===== Supplied material =====

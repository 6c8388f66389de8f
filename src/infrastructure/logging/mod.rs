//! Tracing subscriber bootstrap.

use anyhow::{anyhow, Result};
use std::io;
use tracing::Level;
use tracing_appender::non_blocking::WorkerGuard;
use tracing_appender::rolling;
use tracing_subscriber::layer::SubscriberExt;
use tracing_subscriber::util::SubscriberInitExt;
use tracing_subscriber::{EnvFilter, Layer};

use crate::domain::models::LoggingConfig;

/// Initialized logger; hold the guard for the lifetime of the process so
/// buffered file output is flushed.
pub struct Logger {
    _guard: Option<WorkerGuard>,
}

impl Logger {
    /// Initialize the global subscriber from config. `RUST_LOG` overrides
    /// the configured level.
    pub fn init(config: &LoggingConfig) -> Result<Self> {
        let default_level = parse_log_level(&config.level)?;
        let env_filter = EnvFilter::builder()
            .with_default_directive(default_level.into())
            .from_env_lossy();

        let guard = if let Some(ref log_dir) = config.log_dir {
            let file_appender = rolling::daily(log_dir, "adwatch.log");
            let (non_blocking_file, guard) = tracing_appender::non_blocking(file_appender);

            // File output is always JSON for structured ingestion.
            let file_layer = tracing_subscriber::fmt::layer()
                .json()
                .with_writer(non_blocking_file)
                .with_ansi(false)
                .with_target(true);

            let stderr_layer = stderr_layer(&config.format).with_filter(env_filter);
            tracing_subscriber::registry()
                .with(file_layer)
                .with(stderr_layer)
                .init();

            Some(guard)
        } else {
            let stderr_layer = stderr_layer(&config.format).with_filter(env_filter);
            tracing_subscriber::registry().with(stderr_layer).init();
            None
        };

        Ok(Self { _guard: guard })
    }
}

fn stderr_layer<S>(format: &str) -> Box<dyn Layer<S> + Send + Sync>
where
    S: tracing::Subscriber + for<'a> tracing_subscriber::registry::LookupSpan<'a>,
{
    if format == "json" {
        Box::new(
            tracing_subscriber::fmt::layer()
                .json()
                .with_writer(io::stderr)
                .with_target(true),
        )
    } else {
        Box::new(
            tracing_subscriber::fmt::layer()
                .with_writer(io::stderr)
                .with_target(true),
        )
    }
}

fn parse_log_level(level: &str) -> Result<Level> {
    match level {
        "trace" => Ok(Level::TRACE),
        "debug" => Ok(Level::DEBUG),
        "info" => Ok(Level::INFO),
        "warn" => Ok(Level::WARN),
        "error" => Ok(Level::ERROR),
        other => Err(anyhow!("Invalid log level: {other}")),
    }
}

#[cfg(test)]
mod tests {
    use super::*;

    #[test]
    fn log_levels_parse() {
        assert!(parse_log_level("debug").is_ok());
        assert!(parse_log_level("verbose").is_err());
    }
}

=====
===== Supplied material =====

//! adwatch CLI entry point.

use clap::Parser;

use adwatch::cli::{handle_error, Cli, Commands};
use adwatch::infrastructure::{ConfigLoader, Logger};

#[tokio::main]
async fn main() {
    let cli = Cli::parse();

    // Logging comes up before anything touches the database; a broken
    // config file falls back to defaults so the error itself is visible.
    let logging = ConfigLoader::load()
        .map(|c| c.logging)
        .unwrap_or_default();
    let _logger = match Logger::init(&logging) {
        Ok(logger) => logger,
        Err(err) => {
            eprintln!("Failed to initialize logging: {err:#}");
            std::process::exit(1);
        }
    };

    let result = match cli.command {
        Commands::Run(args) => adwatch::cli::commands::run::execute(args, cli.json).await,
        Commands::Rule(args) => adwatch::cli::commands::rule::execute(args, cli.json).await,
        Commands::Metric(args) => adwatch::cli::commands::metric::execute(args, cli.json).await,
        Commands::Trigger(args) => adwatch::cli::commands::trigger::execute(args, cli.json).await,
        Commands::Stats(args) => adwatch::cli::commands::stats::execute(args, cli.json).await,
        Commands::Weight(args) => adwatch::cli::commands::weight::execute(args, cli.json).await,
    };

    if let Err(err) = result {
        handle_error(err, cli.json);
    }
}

=====

What to produce >> Return, word for word, the lines of the data above from the line with "CLI entry point." through the line with "itself is visible.", inclusive.

Solved exercise >>
//! adwatch CLI entry point.

use clap::Parser;

use adwatch::cli::{handle_error, Cli, Commands};
use adwatch::infrastructure::{ConfigLoader, Logger};

#[tokio::main]
async fn main() {
    let cli = Cli::parse();

    // Logging comes up before anything touches the database; a broken
    // config file falls back to defaults so the error itself is visible.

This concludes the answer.